In October last year, a woman, an engineer in a multi-national IT major, had also mounted a challenge to the court-mandated restitution of conjugal rights, contenting that such a “coercive act” on the part of the state violates her sexual and decisional autonomy, her right to privacy and her dignity, all of which come within the purview of her right to life and personal liberty under Article 21. It was her case that compelling her to return to her husband against her wish was tantamount to marital rape. However, the division bench of the Supreme Court had refused to entertain that petition on the ground of it being premature at that juncture.
The principle of restitution of conjugal rights has been borrowed from English law. The remedy for restitution for conjugal rights owes its origin to the Ecclesiastical Courts of the West. Such courts by decree of restitution of conjugal rights compelled the recalcitrant spouse to discharge the due obligation towards the complaining spouse. In modern India, the remedy is available to Hindus under Section 9 of the Hindu Marriage Act, 1955, to Muslims under general law, to Christians under Section 32 and 33 of the Indian Divorce Act, 1869, to Parsis under Section 36 of the Parsi Marriage and Divorce Act, 1936 and to persons married according to the provisions of the Special Marriage Act, Section 22 of the Special Marriage Act, 1954.

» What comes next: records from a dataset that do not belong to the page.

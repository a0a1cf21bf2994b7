//! Error taxonomy shared by the runtime engines
//!
//! Both enums are `Clone`: one outcome frequently fans out to several
//! waiters (batched reads) or is recorded next to a coordination result.

use thiserror::Error;

use crate::pid::Pid;

/// Errors surfaced by pid reads and writes.
#[derive(Debug, Clone, Error, PartialEq)]
pub enum PidError {
    /// No transport provider is attached for this device
    #[error("pid {0:?} read not supported (no transport provider)")]
    ReadNotSupported(Pid),

    #[error("pid {0:?} write not supported (no transport provider)")]
    WriteNotSupported(Pid),

    /// The pid is configured without a write session
    #[error("pid {0:?} is read-only")]
    ReadOnly(Pid),

    /// Logical pid could not be translated or the wire exchange broke protocol
    #[error("protocol error for pid {pid:?}: {message}")]
    Protocol { pid: Pid, message: String },

    /// Raw value rejected by the injected validity predicate
    #[error("invalid value {value} for pid {pid:?}")]
    InvalidValue { pid: Pid, value: u64 },

    /// A firmware-update session owns the bus right now
    #[error("pid operation rejected: firmware update in progress")]
    FirmwareUpdateInProgress,

    #[error("transport error: {0}")]
    Transport(String),

    #[error("pid operation timed out")]
    Timeout,

    #[error("pid operation canceled")]
    Canceled,
}

/// Session activation failures, classified once at the session-manager
/// boundary. The command engine maps these to `CommandResult` codes and
/// never retries them itself.
#[derive(Debug, Clone, Error, PartialEq)]
pub enum SessionError {
    #[error("device offline")]
    DeviceOffline,

    #[error("session acquisition timed out")]
    Timeout,

    /// Safety lockout while the vehicle is in motion
    #[error("in-transit lockout enforced")]
    InTransitLockout,

    #[error("device not currently accepting commands")]
    NotAcceptingCommands,

    /// Another controller already holds the remote session; harmless for
    /// command dispatch
    #[error("remote session already active")]
    RemoteSessionActive,

    /// Sessions administratively disabled; harmless for command dispatch
    #[error("sessions disabled")]
    SessionsDisabled,

    #[error("no session manager available")]
    NotAvailable,

    #[error("session activation canceled")]
    Canceled,

    #[error("session error: {0}")]
    Other(String),
}

impl SessionError {
    /// Outcomes that do not prevent sending a command: the session is
    /// effectively usable even though activation reported a condition.
    pub fn is_benign(&self) -> bool {
        matches!(
            self,
            SessionError::RemoteSessionActive | SessionError::SessionsDisabled
        )
    }
}
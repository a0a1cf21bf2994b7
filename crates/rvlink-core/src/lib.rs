//! rvlink-core - shared types and collaborator traits for the rvlink SDK
//!
//! This crate defines the data model and the narrow interfaces the runtime
//! engines in `rvlink-device` are built against:
//!
//! ```text
//! ┌──────────────────────────────────────────────────────────┐
//! │                    rvlink-device                         │
//! │  GatewayLocator / DevicePid / CircuitIdWriter /          │
//! │  CommandRunner                                           │
//! │                          │                               │
//! │            ┌─────────────┼───────────────┐               │
//! │            │             │               │               │
//! │      PidTransport  SessionController  SnapshotCache      │
//! │      (read/write   (activate/         (seed values       │
//! │       pids, raw     deactivate)        only)             │
//! │       commands)                                          │
//! └──────────────────────────────────────────────────────────┘
//! ```
//!
//! The actual CAN/Ethernet framing and session negotiation live behind these
//! traits and are out of scope here.

pub mod device;
pub mod error;
pub mod pid;
pub mod transport;

pub use device::{ActiveConnection, DeviceHandle, DeviceRef, DeviceType, SessionType};
pub use error::{PidError, SessionError};
pub use pid::{Pid, PidInfo, ProtocolPid};
pub use transport::{PidTransport, SessionController, SnapshotCache, TransportError};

Section 9 of Hindu Marriage Act 1955 has always been full of controversies. The constitutional validity of the provision for restitution of conjugal rights has time and again been questioned and challenged. The constitutional validity of the provision for restitution of conjugal rights has time and again been questioned and challenged. The earliest being in 1983 before the Andhra Pradesh High Court in T.Sareetha v. T. Venkatasubbaiah where the Hon’ble High Court held that the impugned section was unconstitutional. The Delhi High Court in Harvinder Kaur v Harminder Singh though had non-conforming views. Ultimately Supreme Court in Saroj Rani v. Sudharshan gave a judgment which was in line with the Delhi High Court views and upheld the constitutional validity of the Section 9 of the Hindu Marriage Act, 1955 and over-ruled the decision given in T. Sareetha v. T. Venkatasubbaiah. Sareetha and Saroj Rani bring out the core arguments offered on either side to the issue of restitution of conjugal rights. The major grounds for challenge to the constitutionality of S.9 of the Act are as in violation of Articles 14 and 21 of the Indian Constitution.
The Supreme Court upheld the validity of section 9, Hindu Marriage Act while observing that “This is so as an inducement by the court in appropriate case when the court has decreed restitution for conjugal rights and that the court can only decree if there is no just reason for not passing decree for restitution of conjugal rights to offer inducement for the husband or wife to live together in order to give them an opportunity to settle up the matter amicably. It serves a social purpose as an aid to the prevention of break-up of the marriage.”
Thus, the new petition filed in the Supreme Court have less chances of getting a remedy as the Supreme Court has already decided on the said issue. It may be the case that the coming of Right to Privacy in the Constitutional spectrum gives some new arguments to the case but the possibilities of success seems to be less.